= Vera Alexandrovna Tiscenko Calder =

Russian actress

Vera Alexandrovna Tiscenko (28 August 1902 - 13 October 1983) was a Russian actress of Polish descent and member of the Moscow Art Theatre who lived through four revolutions: the 1905 Russian Revolution, the Russian Revolution (1917), the Spanish Civil War, the Direct Action Day & Indian Independence Movement, and the Indo-Pakistani War of 1947 (also known as the First Kashmir War). In India, her divorce from her first husband, Eugene Tiscenko, has achieved the status of a constitutional precedent that has been deployed repeatedly by the Supreme Court of India. She was the second wife of Huseyn Shaheed Suhrawardy who was the last Prime Minister of Bengal until the Partition of India (April 1946- August 1947) and subsequently became the fifth Prime Minister of Pakistan (1956–1957). They had a son Robert Ashby, born as Rashid Suhrawardy, who worked in the British and American film industry.

==Life==
The second of three sisters, she pursued acting as a child against her parents wishes and when she was 19 caught the attention of Olga Knipper (widow of Anton Chekov) who brought her to meet Constantin Stanislavski at the Moscow Art Theatre.
She acted at the Moscow Art Theatre and in Prague. Always dynamic on stage she went on a European tour with Moscow Art Theatre actress Vera Baranovskaya, where she met the Russian émigré medical student Eugene Tiscenko who was then living in Berlin. They were married on 20 May 1931, and later settled in Madrid. After the outbreak of the Spanish Civil War the couple moved to Rome via Vienna where on 27 January 1937, she gave birth to a son, Oleg.
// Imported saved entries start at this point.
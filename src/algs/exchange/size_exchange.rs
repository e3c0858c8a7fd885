//! Size handshake: every face learns how many particles it will receive.

use super::Stage;
use super::state::{ExchangeState, InFlight, RecvMeta};
use crate::algs::communicator::{Communicator, Phase};
use crate::algs::wire::{WireCount, cast_slice, decode_count};
use crate::exchange_error::ExchangeError;
use crate::patch::Patch;
use crate::topology::side::Side;
use std::mem::size_of;

/// Announce send counts along `axis`.
///
/// Co-located neighbors get the count written straight into their
/// `recv_counts`; remote ones get a [`WireCount`] message, and a matching
/// receive is posted for theirs. Faces on a physical boundary are skipped.
pub(crate) fn issue<C: Communicator>(
    stage: &Stage<'_, C>,
    patches: &[Patch],
    states: &mut [ExchangeState],
    axis: usize,
) -> Result<InFlight<C>, ExchangeError> {
    let mut flight = InFlight::new();
    let mut local_writes = Vec::new();
    for (slot, patch) in patches.iter().enumerate() {
        for side in Side::ALL {
            let Some(neighbor) = patch.neighbors.get(axis, side) else {
                continue;
            };
            let count = states[slot].send_indices[(axis, side)].len();
            match stage.local_slot(&patch.neighbors, axis, side)? {
                Some(j) => local_writes.push((j, side.opposite(), count)),
                None => {
                    let msg = WireCount::new(count)?;
                    let tag = stage.tag(patch.hindex, axis, side, Phase::Size)?;
                    flight.sends.push(stage.comm.isend(
                        neighbor.rank,
                        tag,
                        cast_slice(std::slice::from_ref(&msg)),
                    ));
                    let tag = stage.tag(neighbor.patch, axis, side.opposite(), Phase::Size)?;
                    let mut buf = [0u8; size_of::<WireCount>()];
                    let handle = stage.comm.irecv(neighbor.rank, tag, &mut buf);
                    let meta = RecvMeta {
                        slot,
                        axis,
                        side,
                        neighbor,
                        expected: 1,
                    };
                    flight.recvs.push((meta, handle));
                }
            }
        }
    }
    for (j, side, count) in local_writes {
        states[j].recv_counts[(axis, side)] = count;
    }
    Ok(flight)
}

/// Wait for every remote count posted by [`issue`].
pub(crate) fn complete<C: Communicator>(
    stage: &Stage<'_, C>,
    flight: InFlight<C>,
    states: &mut [ExchangeState],
) -> Result<(), ExchangeError> {
    flight.drain(stage.species, |meta, bytes| {
        let n = decode_count(&bytes, meta.neighbor.rank)?;
        states[meta.slot].recv_counts[(meta.axis, meta.side)] = n;
        Ok(())
    })
}
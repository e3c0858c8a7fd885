//! The patches held by one rank, and the entry point of the exchange.

use crate::algs::communicator::Communicator;
use crate::algs::exchange::{self, ExchangeReport};
use crate::data::particle::Particle;
use crate::exchange_error::{ErrorContext, ExchangeError};
use crate::params::SimulationParams;
use crate::patch::Patch;
use crate::topology::grid::PatchGrid;
use hashbrown::HashMap;

/// Boundary losses per species, accumulated across steps.
#[derive(Clone, Debug, Default, PartialEq, Eq)]
pub struct LossTally {
    per_species: Vec<u64>,
}

impl LossTally {
    pub fn record(&mut self, species: usize, lost: usize) {
        if self.per_species.len() <= species {
            self.per_species.resize(species + 1, 0);
        }
        self.per_species[species] += lost as u64;
    }

    pub fn get(&self, species: usize) -> u64 {
        self.per_species.get(species).copied().unwrap_or(0)
    }

    pub fn total(&self) -> u64 {
        self.per_species.iter().sum()
    }
}

/// Co-located patches of one rank.
#[derive(Debug)]
pub struct VectorPatch {
    pub(crate) params: SimulationParams,
    pub(crate) grid: PatchGrid,
    pub(crate) rank: usize,
    pub(crate) patches: Vec<Patch>,
    /// Global patch index -> position in `patches`.
    pub(crate) slots: HashMap<usize, usize>,
    pub(crate) losses: LossTally,
}

impl VectorPatch {
    /// Build the patches `rank` owns in a world of `n_ranks`.
    pub fn new(
        params: SimulationParams,
        n_ranks: usize,
        rank: usize,
        species_names: &[&str],
    ) -> Result<Self, ExchangeError> {
        let grid = PatchGrid::new(&params, n_ranks)?;
        if rank >= n_ranks {
            return Err(ExchangeError::InvalidConfig(format!(
                "rank {rank} outside a world of {n_ranks}"
            )));
        }
        let patches = grid
            .patches_of(rank)
            .map(|h| Patch::new(&grid, &params, h, species_names))
            .collect::<Result<Vec<_>, _>>()?;
        let slots = patches
            .iter()
            .enumerate()
            .map(|(slot, p)| (p.hindex, slot))
            .collect();
        log::debug!(
            "[vector_patch] rank {rank}/{n_ranks}: {} of {} patches",
            patches.len(),
            grid.total_patches()
        );
        Ok(Self {
            params,
            grid,
            rank,
            patches,
            slots,
            losses: LossTally::default(),
        })
    }

    pub fn params(&self) -> &SimulationParams {
        &self.params
    }

    pub fn grid(&self) -> &PatchGrid {
        &self.grid
    }

    pub fn rank(&self) -> usize {
        self.rank
    }

    pub fn patches(&self) -> &[Patch] {
        &self.patches
    }

    pub fn patches_mut(&mut self) -> &mut [Patch] {
        &mut self.patches
    }

    pub fn patch(&self, hindex: usize) -> Result<&Patch, ExchangeError> {
        let slot = self.slot(hindex)?;
        Ok(&self.patches[slot])
    }

    pub fn patch_mut(&mut self, hindex: usize) -> Result<&mut Patch, ExchangeError> {
        let slot = self.slot(hindex)?;
        Ok(&mut self.patches[slot])
    }

    fn slot(&self, hindex: usize) -> Result<usize, ExchangeError> {
        self.slots
            .get(&hindex)
            .copied()
            .ok_or(ExchangeError::UnknownPatch(hindex))
    }

    pub fn losses(&self) -> &LossTally {
        &self.losses
    }

    /// Distribute `particles` of `species` to the local patches containing
    /// them, replacing what they held. Particles of other ranks' patches are
    /// skipped; returns how many were kept.
    pub fn load_particles(
        &mut self,
        species: usize,
        particles: Vec<Particle>,
    ) -> Result<usize, ExchangeError> {
        let mut per_slot: Vec<Vec<Particle>> = vec![Vec::new(); self.patches.len()];
        let mut kept = 0usize;
        for p in particles {
            let Some(h) = self.grid.locate(&p.position) else {
                return Err(ExchangeError::invariant(
                    ErrorContext::species(species),
                    format!("particle {} lies outside the simulation box", p.id),
                ));
            };
            if let Some(&slot) = self.slots.get(&h) {
                per_slot[slot].push(p);
                kept += 1;
            }
        }
        for (patch, parts) in self.patches.iter_mut().zip(per_slot) {
            patch.load_particles(species, parts)?;
        }
        Ok(kept)
    }

    /// Scan every local patch for particles of `species` outside its bounds.
    pub fn collect_departed(&mut self, species: usize) -> Result<usize, ExchangeError> {
        let mut n = 0;
        for patch in &mut self.patches {
            n += patch.collect_departed(species)?;
        }
        Ok(n)
    }

    /// Move departed particles of `species` to the patches now containing
    /// them. Collective over all ranks of `comm`.
    pub fn exchange_particles<C: Communicator>(
        &mut self,
        species: usize,
        comm: &C,
    ) -> Result<ExchangeReport, ExchangeError> {
        exchange::exchange_particles(self, species, comm)
    }

    pub fn total_particles(&self, species: usize) -> usize {
        self.patches
            .iter()
            .filter_map(|p| p.species.get(species))
            .map(|s| s.len())
            .sum()
    }

    /// Verify every particle of `species` sits in its patch and its bin.
    pub fn check_binning(&self, species: usize) -> Result<(), ExchangeError> {
        let bin_width = self.params.bin_width();
        for patch in &self.patches {
            let sp = patch.species(species)?;
            let ctx = ErrorContext::species(species);
            if let Some(p) = sp
                .store
                .as_slice()
                .iter()
                .find(|p| !patch.bounds.contains(&p.position))
            {
                return Err(ExchangeError::invariant(
                    ctx,
                    format!("particle {} lies outside patch {}", p.id, patch.hindex),
                ));
            }
            sp.store
                .check_binning(patch.bounds.min[0], bin_width)
                .map_err(|e| e.within(ctx))?;
        }
        Ok(())
    }
}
In 1938 her husband went to Edinburgh, Scotland to qualify for a British medical degree. Vera's marriage to Eugene had not been not a happy one and left alone with her son in Mussolini's Rome she became increasingly worried about the surrounding European unrest. She decided to accept an invitation from Sir Hassan Suhrawardy, an eminent surgeon and uncle of her English professor and former director from the Moscow Art Theatre, Hasan Shahid Suhrawardy, to leave Europe with her son and stay with him in Calcutta, India.

==The Tiscenko decision==
On 1 September 1938, they arrived in Calcutta and Hassan, a widower for a good many years, began to put the make on her. Vera promptly sought out his nephew, Huseyn, to put a stop to his advances and in Huseyn she found a colorful, brilliant and witty man; an Oxford graduate and prominent lawyer (Gray's Inn), and also a widower (his first wife Begum Niaz Fatima had died in 1922) who had recently been elected to the new Bengal Assembly in 1937. Vera, living in Calcutta with her son on her own earnings and without any support from her husband, found "relief and solace" in the teachings of Islam. She cabled her husband with the news of her conversion to Islam and requested that he accept the Islamic faith. Eugene, a Greek Orthodox replied that his religious convictions were unshakable and "refused absolutely" to change his faith and insisted that their son remain Greek Orthodox. Vera, who had changed her name to Begum Noor Jehan at her conversion on 27 June 1940, applied to the High Court of Calcutta on 5 August 1940, for a suit declaring dissolution of her marriage to Eugene Tiscenko. The Calcutta High Court originally declared that her marriage to Eugene was dissolved. Despite a subsequent appeal that left the case unresolved, she married Huseyn Shaheed Suhrawardy later in 1940 and they had one son, Rashid (aka Robert Ashby). One year later, on 19 December 1941, the Calcutta High Court overturned the dissolution of marriage. The "Tiscenko" decision came to affect the lives of women all over South Asia. A Polish woman who was married to a Russian man in Germany trying to dissolve her marriage before a court in Calcutta.

==Vera Vlasova==
Following her divorce in 1951 from Suhrawardy, Vera, went to live in the New York City. Her younger sister, Lydia, was living in a Manhattan apartment building at 130 West 57th Street that her husband, Dr. David Jedwabnik had inherited from his brother, Abram, in 1949. Vera spent the rest of her life teaching acting lessons based on the Stanislavski's system under the pseudonym Vera Vlasova at her studio in her flat on Orchid Avenue in Hollywood. Her professional name, "Vlasova", was the name of Vera Baranovskaya's character in Mother, a film based on the novel by Maxim Gorky and directed by Vsevolod Pudovkin in 1926. For over twenty years she went on lecture tours around the world lecturing as the "Foremost authority on the Stanislavski Method". On 7 October 1983, Vera was at Los Angeles International Airport about to board a flight to New York City to visit her sister, Lydia, en route to give a lecture at the Moscow Art Theatre when she suffered a sudden stroke as she was arguing with the baggage handler about the treatment of her luggage. She died on 13 October 1983, in Los Angeles.